TASK:
Only lines holding the word "PathBuf" should be copied from the material.

DATA:
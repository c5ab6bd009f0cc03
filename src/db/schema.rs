// src/db/schema.rs

//! Database schema and migrations for the local package database
//!
//! One database per install area layer. Tables:
//! - packages: installed package records and their post-install status
//! - requires / provides: the package's capability edges
//! - files: every path the package owns inside the install area

use crate::error::{Error, Result};
use rusqlite::Connection;
use tracing::{debug, info};

/// Current schema version
pub const SCHEMA_VERSION: i32 = 1;

fn init_schema_version(conn: &Connection) -> Result<()> {
    conn.execute(
        "CREATE TABLE IF NOT EXISTS schema_version (
            version INTEGER PRIMARY KEY,
            applied_at TEXT NOT NULL DEFAULT CURRENT_TIMESTAMP
        )",
        [],
    )?;
    Ok(())
}

/// Get the current schema version from the database
pub fn get_schema_version(conn: &Connection) -> Result<i32> {
    init_schema_version(conn)?;

    let version = conn
        .query_row(
            "SELECT version FROM schema_version ORDER BY version DESC LIMIT 1",
            [],
            |row| row.get(0),
        )
        .unwrap_or(0);

    Ok(version)
}

/// Read the schema version without creating anything (read-only layers)
pub fn read_schema_version(conn: &Connection) -> Result<i32> {
    let version = conn
        .query_row(
            "SELECT version FROM schema_version ORDER BY version DESC LIMIT 1",
            [],
            |row| row.get(0),
        )
        .unwrap_or(0);
    Ok(version)
}

fn set_schema_version(conn: &Connection, version: i32) -> Result<()> {
    conn.execute("INSERT INTO schema_version (version) VALUES (?1)", [version])?;
    Ok(())
}

/// Apply all pending migrations
pub fn migrate(conn: &Connection) -> Result<()> {
    let current_version = get_schema_version(conn)?;
    debug!("Current schema version: {}", current_version);

    if current_version >= SCHEMA_VERSION {
        return Ok(());
    }

    for version in (current_version + 1)..=SCHEMA_VERSION {
        info!("Applying database migration to version {}", version);
        apply_migration(conn, version)?;
        set_schema_version(conn, version)?;
    }

    Ok(())
}

fn apply_migration(conn: &Connection, version: i32) -> Result<()> {
    match version {
        1 => migrate_v1(conn),
        _ => Err(Error::DatabaseError(format!(
            "Unknown migration version: {}",
            version
        ))),
    }
}

/// Initial schema
fn migrate_v1(conn: &Connection) -> Result<()> {
    debug!("Creating schema version 1");

    conn.execute_batch(
        "
        CREATE TABLE packages (
            id INTEGER PRIMARY KEY AUTOINCREMENT,
            name TEXT NOT NULL,
            version TEXT NOT NULL,
            release TEXT NOT NULL,
            epoch INTEGER NOT NULL DEFAULT 0,
            arch TEXT,
            location TEXT,
            checksum TEXT,
            post_install_status TEXT NOT NULL DEFAULT 'N'
                CHECK(post_install_status IN ('N', 'Y', 'E')),
            installed_at TEXT NOT NULL DEFAULT CURRENT_TIMESTAMP,
            UNIQUE(name, version, release)
        );

        CREATE INDEX idx_packages_name ON packages(name);

        CREATE TABLE requires (
            id INTEGER PRIMARY KEY AUTOINCREMENT,
            package_id INTEGER NOT NULL,
            name TEXT NOT NULL,
            version TEXT,
            release TEXT,
            epoch INTEGER,
            comparator TEXT NOT NULL DEFAULT 'ANY',
            FOREIGN KEY (package_id) REFERENCES packages(id) ON DELETE CASCADE
        );

        CREATE INDEX idx_requires_package ON requires(package_id);
        CREATE INDEX idx_requires_name ON requires(name);

        CREATE TABLE provides (
            id INTEGER PRIMARY KEY AUTOINCREMENT,
            package_id INTEGER NOT NULL,
            name TEXT NOT NULL,
            version TEXT,
            release TEXT,
            epoch INTEGER,
            FOREIGN KEY (package_id) REFERENCES packages(id) ON DELETE CASCADE
        );

        CREATE INDEX idx_provides_package ON provides(package_id);
        CREATE INDEX idx_provides_name ON provides(name);

        CREATE TABLE files (
            id INTEGER PRIMARY KEY AUTOINCREMENT,
            package_id INTEGER NOT NULL,
            path TEXT NOT NULL,
            size INTEGER NOT NULL DEFAULT 0,
            checksum TEXT,
            kind TEXT NOT NULL CHECK(kind IN ('file', 'dir', 'symlink')),
            relocated INTEGER NOT NULL DEFAULT 0,
            FOREIGN KEY (package_id) REFERENCES packages(id) ON DELETE CASCADE
        );

        CREATE INDEX idx_files_package ON files(package_id);
        CREATE INDEX idx_files_path ON files(path);
        ",
    )?;

    Ok(())
}
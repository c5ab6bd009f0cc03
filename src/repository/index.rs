// src/repository/index.rs

//! JSON package index
//!
//! An index is a JSON document listing the packages a repository offers:
//!
//! ```json
//! { "packages": [
//!     { "name": "gaudi", "version": "28.1", "release": "1",
//!       "location": "rpms/gaudi-28.1-1.tar.gz", "checksum": "…",
//!       "requires": [ { "name": "root", "version": "6.0", "comparator": "GE" } ],
//!       "provides": [ { "name": "gaudi-python" } ] } ] }
//! ```
//!
//! Relative locations are resolved against the index's own location. A
//! source may name the index file itself or a directory holding
//! `index.json`.

use super::Repository;
use super::client::RepositoryClient;
use crate::error::{Error, Result};
use crate::package::{Package, PackageFilter, Requirement};
use serde::{Deserialize, Serialize};
use std::fs;
use std::path::{Path, PathBuf};
use tracing::{debug, info};
use url::Url;

/// File name looked up when a source points at a directory
pub const INDEX_FILE_NAME: &str = "index.json";

#[derive(Debug, Clone, Default, Serialize, Deserialize)]
pub struct RepositoryIndex {
    #[serde(default)]
    pub packages: Vec<Package>,
}

/// Where an index lives
#[derive(Debug, Clone, PartialEq, Eq)]
enum IndexSource {
    Remote(Url),
    Local(PathBuf),
}

impl IndexSource {
    fn parse(source: &str) -> Result<Self> {
        match Url::parse(source) {
            Ok(url) if url.scheme() == "file" => {
                let path = url.to_file_path().map_err(|_| {
                    Error::ConfigError(format!("Invalid file URL '{}'", source))
                })?;
                Ok(Self::local(path))
            }
            Ok(url) if matches!(url.scheme(), "http" | "https") => {
                if url.path().ends_with('/') {
                    let url = url.join(INDEX_FILE_NAME).map_err(|e| {
                        Error::ConfigError(format!("Invalid repository URL '{}': {}", source, e))
                    })?;
                    Ok(IndexSource::Remote(url))
                } else {
                    Ok(IndexSource::Remote(url))
                }
            }
            _ => Ok(Self::local(PathBuf::from(source))),
        }
    }

    fn local(path: PathBuf) -> Self {
        if path.is_dir() {
            IndexSource::Local(path.join(INDEX_FILE_NAME))
        } else {
            IndexSource::Local(path)
        }
    }

    /// Resolve an artifact location found in this index
    fn resolve_location(&self, location: &str) -> Result<String> {
        if has_url_scheme(location) || Path::new(location).is_absolute() {
            return Ok(location.to_string());
        }

        match self {
            IndexSource::Remote(url) => url
                .join(location)
                .map(|u| u.to_string())
                .map_err(|e| Error::ParseError(format!("Invalid location '{}': {}", location, e))),
            IndexSource::Local(path) => {
                let base = path.parent().unwrap_or_else(|| Path::new("."));
                Ok(base.join(location).display().to_string())
            }
        }
    }
}

fn has_url_scheme(location: &str) -> bool {
    Url::parse(location)
        .map(|u| matches!(u.scheme(), "http" | "https" | "file"))
        .unwrap_or(false)
}

/// Repository backed by one or more JSON indexes held in memory
#[derive(Debug, Clone, Default)]
pub struct IndexRepository {
    packages: Vec<Package>,
}

impl IndexRepository {
    pub fn from_packages(packages: Vec<Package>) -> Self {
        Self { packages }
    }

    /// Load and merge the indexes of all `sources`, in order
    pub fn load(sources: &[String]) -> Result<Self> {
        let mut client = None;
        let mut packages = Vec::new();

        for source in sources {
            let source = IndexSource::parse(source)?;
            let text = match source {
                IndexSource::Remote(ref url) => {
                    if client.is_none() {
                        client = Some(RepositoryClient::new()?);
                    }
                    client
                        .as_ref()
                        .ok_or_else(|| Error::InitError("HTTP client unavailable".to_string()))?
                        .fetch_text(url.as_str())?
                }
                IndexSource::Local(ref path) => fs::read_to_string(path).map_err(|e| {
                    Error::NotFoundError(format!(
                        "Cannot read repository index {}: {}",
                        path.display(),
                        e
                    ))
                })?,
            };

            let index: RepositoryIndex = serde_json::from_str(&text).map_err(|e| {
                Error::ParseError(format!("Invalid repository index {:?}: {}", source, e))
            })?;
            debug!("Loaded {} packages from {:?}", index.packages.len(), source);

            for mut pkg in index.packages {
                if let Some(ref location) = pkg.location {
                    pkg.location = Some(source.resolve_location(location)?);
                }
                packages.push(pkg);
            }
        }

        info!("Repository index holds {} packages", packages.len());
        Ok(Self { packages })
    }

    pub fn packages(&self) -> &[Package] {
        &self.packages
    }

    pub fn len(&self) -> usize {
        self.packages.len()
    }

    pub fn is_empty(&self) -> bool {
        self.packages.is_empty()
    }
}

impl Repository for IndexRepository {
    fn find_latest_matching(&self, req: &Requirement) -> Result<Option<Package>> {
        let mut best: Option<&Package> = None;
        for pkg in self.packages.iter().filter(|p| p.fulfills(req)) {
            best = match best {
                Some(current) if current.compare_version(pkg).is_ge() => Some(current),
                _ => Some(pkg),
            };
        }
        Ok(best.cloned())
    }

    fn list_packages(&self, filter: &PackageFilter) -> Result<Vec<Package>> {
        Ok(self
            .packages
            .iter()
            .filter(|p| filter.matches(p))
            .cloned()
            .collect())
    }
}
// src/lock.rs

//! Exclusive lock on an install area
//!
//! The engine assumes it is the only writer of an install area and its
//! database. The CLI takes this lock around `install`, `remove` and `update`;
//! library callers that drive the installer concurrently must do the same.
//!
//! The lock file lives next to the package database
//! (`<db dir>/sitepkg.lock`) and is held with `flock(LOCK_EX)` until dropped.

use crate::db::paths::lock_path;
use crate::error::{Error, Result};
use fs2::FileExt;
use std::fs::{self, File};
use std::path::{Path, PathBuf};
use std::thread;
use std::time::Duration;
use tracing::{debug, info, warn};

const MAX_ATTEMPTS: u32 = 5;
const INITIAL_BACKOFF: Duration = Duration::from_millis(100);

pub struct AreaLock {
    #[allow(dead_code)]
    file: File,
    path: PathBuf,
}

impl AreaLock {
    /// Lock the install area owning the database at `db_path`
    pub fn for_database(db_path: &Path) -> Result<Self> {
        Self::acquire(lock_path(db_path))
    }

    /// Acquire the lock, retrying with exponential backoff while another
    /// process holds it
    pub fn acquire<P: AsRef<Path>>(path: P) -> Result<Self> {
        let path = path.as_ref();
        let mut backoff = INITIAL_BACKOFF;

        for attempt in 1..=MAX_ATTEMPTS {
            if let Some(lock) = Self::try_acquire(path)? {
                return Ok(lock);
            }
            if attempt < MAX_ATTEMPTS {
                warn!(
                    "Install area is locked ({}), retrying in {:?}",
                    path.display(),
                    backoff
                );
                thread::sleep(backoff);
                backoff *= 2;
            }
        }

        Err(Error::IoError(format!(
            "Install area is locked by another process: {}",
            path.display()
        )))
    }

    /// Try once; `Ok(None)` if another process holds the lock
    pub fn try_acquire<P: AsRef<Path>>(path: P) -> Result<Option<Self>> {
        let path = path.as_ref().to_path_buf();

        if let Some(parent) = path.parent() {
            fs::create_dir_all(parent)?;
        }
        let file = File::create(&path)?;

        match file.try_lock_exclusive() {
            Ok(()) => {
                debug!("Acquired install area lock at {}", path.display());
                Ok(Some(Self { file, path }))
            }
            Err(e) if e.kind() == std::io::ErrorKind::WouldBlock => Ok(None),
            Err(e) => Err(Error::IoError(format!(
                "Failed to lock {}: {}",
                path.display(),
                e
            ))),
        }
    }

    pub fn path(&self) -> &Path {
        &self.path
    }
}

impl Drop for AreaLock {
    fn drop(&mut self) {
        info!("Released install area lock at {}", self.path.display());
    }
}
// src/main.rs

use anyhow::Result;
use clap::Parser;
use sitepkg::{InstallOptions, RemoveOptions};
use tracing_subscriber::EnvFilter;

mod cli;
mod commands;

use cli::{Cli, Commands};

fn main() -> Result<()> {
    let cli = Cli::parse();

    let default_level = if cli.debug { "debug" } else { "info" };
    tracing_subscriber::fmt()
        .with_env_filter(
            EnvFilter::try_from_default_env().unwrap_or_else(|_| EnvFilter::new(default_level)),
        )
        .with_writer(std::io::stderr)
        .init();

    let area = &cli.area;
    match cli.command {
        Commands::Init => commands::cmd_init(area),
        Commands::Install {
            specs,
            dry_run,
            just_db,
            overwrite,
            nodeps,
        } => {
            let opts = InstallOptions {
                just_db,
                overwrite,
                nodeps,
            };
            commands::cmd_install(area, &specs, opts, dry_run)
        }
        Commands::Remove {
            specs,
            dry_run,
            just_db,
            force,
            with_deps,
        } => {
            let opts = RemoveOptions {
                just_db,
                force,
                with_dependencies: with_deps,
            };
            commands::cmd_remove(area, &specs, opts, dry_run)
        }
        Commands::Update {
            specs,
            dry_run,
            just_db,
        } => commands::cmd_update(area, &specs, just_db, dry_run),
        Commands::Deps { spec } => commands::cmd_deps(area, &spec),
        Commands::Query {
            name,
            version,
            release,
        } => commands::cmd_query(
            area,
            name.as_deref(),
            version.as_deref(),
            release.as_deref(),
        ),
        Commands::List {
            name,
            version,
            release,
        } => commands::cmd_list(
            area,
            name.as_deref(),
            version.as_deref(),
            release.as_deref(),
        ),
    }
}
// src/repository/client.rs

//! HTTP client for repository operations
//!
//! Wraps a blocking reqwest client with retries for fetching the package
//! index and downloading artifacts.

use crate::error::{Error, Result};
use reqwest::blocking::Client;
use std::fs::{self, File};
use std::io;
use std::path::Path;
use std::time::Duration;
use tracing::{debug, info, warn};

/// Default timeout for HTTP requests (30 seconds)
const HTTP_TIMEOUT: Duration = Duration::from_secs(30);

/// Maximum retry attempts for failed requests
const MAX_RETRIES: u32 = 3;

/// Retry delay in milliseconds, multiplied by the attempt number
const RETRY_DELAY_MS: u64 = 1000;

pub struct RepositoryClient {
    client: Client,
    max_retries: u32,
}

impl RepositoryClient {
    pub fn new() -> Result<Self> {
        let client = Client::builder()
            .timeout(HTTP_TIMEOUT)
            .build()
            .map_err(|e| Error::InitError(format!("Failed to create HTTP client: {e}")))?;

        Ok(Self {
            client,
            max_retries: MAX_RETRIES,
        })
    }

    fn send_with_retry(&self, url: &str) -> Result<reqwest::blocking::Response> {
        let mut attempt = 0;
        loop {
            attempt += 1;
            match self.client.get(url).send() {
                Ok(response) => {
                    if !response.status().is_success() {
                        return Err(Error::DownloadError(format!(
                            "HTTP {} from {}",
                            response.status(),
                            url
                        )));
                    }
                    return Ok(response);
                }
                Err(e) => {
                    if attempt >= self.max_retries {
                        return Err(Error::DownloadError(format!(
                            "Failed to fetch {url} after {attempt} attempts: {e}"
                        )));
                    }
                    warn!("Request to {} failed (attempt {}): {}, retrying...", url, attempt, e);
                    std::thread::sleep(Duration::from_millis(RETRY_DELAY_MS * attempt as u64));
                }
            }
        }
    }

    /// Fetch a URL as text (the package index)
    pub fn fetch_text(&self, url: &str) -> Result<String> {
        debug!("Fetching {}", url);
        let response = self.send_with_retry(url)?;
        response
            .text()
            .map_err(|e| Error::DownloadError(format!("Failed to read response from {url}: {e}")))
    }

    /// Download a URL to `dest_path`, via a temporary file renamed into place
    pub fn download_file(&self, url: &str, dest_path: &Path) -> Result<()> {
        info!("Downloading {} to {}", url, dest_path.display());

        if let Some(parent) = dest_path.parent() {
            fs::create_dir_all(parent).map_err(|e| {
                Error::IoError(format!("Failed to create directory {}: {e}", parent.display()))
            })?;
        }

        let mut response = self.send_with_retry(url)?;

        let temp_path = dest_path.with_extension("part");
        let mut file = File::create(&temp_path).map_err(|e| {
            Error::IoError(format!("Failed to create file {}: {e}", temp_path.display()))
        })?;

        if let Err(e) = io::copy(&mut response, &mut file) {
            let _ = fs::remove_file(&temp_path);
            return Err(Error::DownloadError(format!(
                "Failed to write downloaded data from {url}: {e}"
            )));
        }

        fs::rename(&temp_path, dest_path).map_err(|e| {
            Error::IoError(format!(
                "Failed to move {} to {}: {e}",
                temp_path.display(),
                dest_path.display()
            ))
        })?;

        Ok(())
    }
}
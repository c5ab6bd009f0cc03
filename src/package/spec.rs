// src/package/spec.rs

//! User-facing package selectors
//!
//! `PackageSpec` is what a user types on the command line
//! (`gaudi` or `gaudi-28.1-1`), `PackageFilter` is the regex triple used by
//! `query` and `list`.

use super::{Package, Requirement};
use crate::error::{Error, Result};
use crate::version::Comparator;
use regex::Regex;
use std::fmt;
use std::sync::LazyLock;

static NVR_RE: LazyLock<Regex> = LazyLock::new(|| {
    Regex::new(r"^(.+)-([0-9][0-9.]*)-([0-9]+)$").expect("static regex is valid")
});

/// Name with optional version and release
#[derive(Debug, Clone, PartialEq, Eq)]
pub struct PackageSpec {
    pub name: String,
    pub version: Option<String>,
    pub release: Option<String>,
}

impl PackageSpec {
    pub fn new(name: impl Into<String>) -> Self {
        Self {
            name: name.into(),
            version: None,
            release: None,
        }
    }

    pub fn with_version(mut self, version: impl Into<String>, release: Option<String>) -> Self {
        self.version = Some(version.into());
        self.release = release;
        self
    }

    /// Parse `name` or `name-<version>-<release>`
    ///
    /// Only dotted numeric versions and numeric releases are split off, so a
    /// name such as `lcg-cmake` is kept whole.
    pub fn parse(s: &str) -> Result<Self> {
        let s = s.trim();
        if s.is_empty() {
            return Err(Error::ParseError("Empty package name".to_string()));
        }

        match NVR_RE.captures(s) {
            Some(caps) => Ok(Self {
                name: caps[1].to_string(),
                version: Some(caps[2].to_string()),
                release: Some(caps[3].to_string()),
            }),
            None => Ok(Self::new(s)),
        }
    }

    /// Requirement selecting this spec from a repository
    pub fn to_requirement(&self) -> Requirement {
        match self.version {
            Some(ref version) => Requirement::versioned(
                self.name.clone(),
                Comparator::Eq,
                version.clone(),
                self.release.clone(),
            ),
            None => Requirement::new(self.name.clone()),
        }
    }

    pub fn matches(&self, pkg: &Package) -> bool {
        pkg.name == self.name
            && self.version.as_ref().is_none_or(|v| *v == pkg.version)
            && self.release.as_ref().is_none_or(|r| *r == pkg.release)
    }
}

impl fmt::Display for PackageSpec {
    fn fmt(&self, f: &mut fmt::Formatter<'_>) -> fmt::Result {
        write!(f, "{}", self.name)?;
        if let Some(ref version) = self.version {
            write!(f, "-{}", version)?;
        }
        if let Some(ref release) = self.release {
            write!(f, "-{}", release)?;
        }
        Ok(())
    }
}

/// Regex filters on name, version and release, anchored at the start
#[derive(Debug, Clone, Default)]
pub struct PackageFilter {
    name: Option<Regex>,
    version: Option<Regex>,
    release: Option<Regex>,
}

impl PackageFilter {
    pub fn new(name: Option<&str>, version: Option<&str>, release: Option<&str>) -> Result<Self> {
        let compile = |pattern: Option<&str>| -> Result<Option<Regex>> {
            pattern
                .map(|p| Regex::new(&format!("^(?:{})", p)).map_err(Error::from))
                .transpose()
        };

        Ok(Self {
            name: compile(name)?,
            version: compile(version)?,
            release: compile(release)?,
        })
    }

    /// Filter accepting everything
    pub fn all() -> Self {
        Self::default()
    }

    pub fn matches(&self, pkg: &Package) -> bool {
        self.name.as_ref().is_none_or(|re| re.is_match(&pkg.name))
            && self.version.as_ref().is_none_or(|re| re.is_match(&pkg.version))
            && self.release.as_ref().is_none_or(|re| re.is_match(&pkg.release))
    }
}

TASK OUTPUT:
use std::path::{Path, PathBuf};
    Local(PathBuf),
            _ => Ok(Self::local(PathBuf::from(source))),
    fn local(path: PathBuf) -> Self {
use std::path::{Path, PathBuf};
    path: PathBuf,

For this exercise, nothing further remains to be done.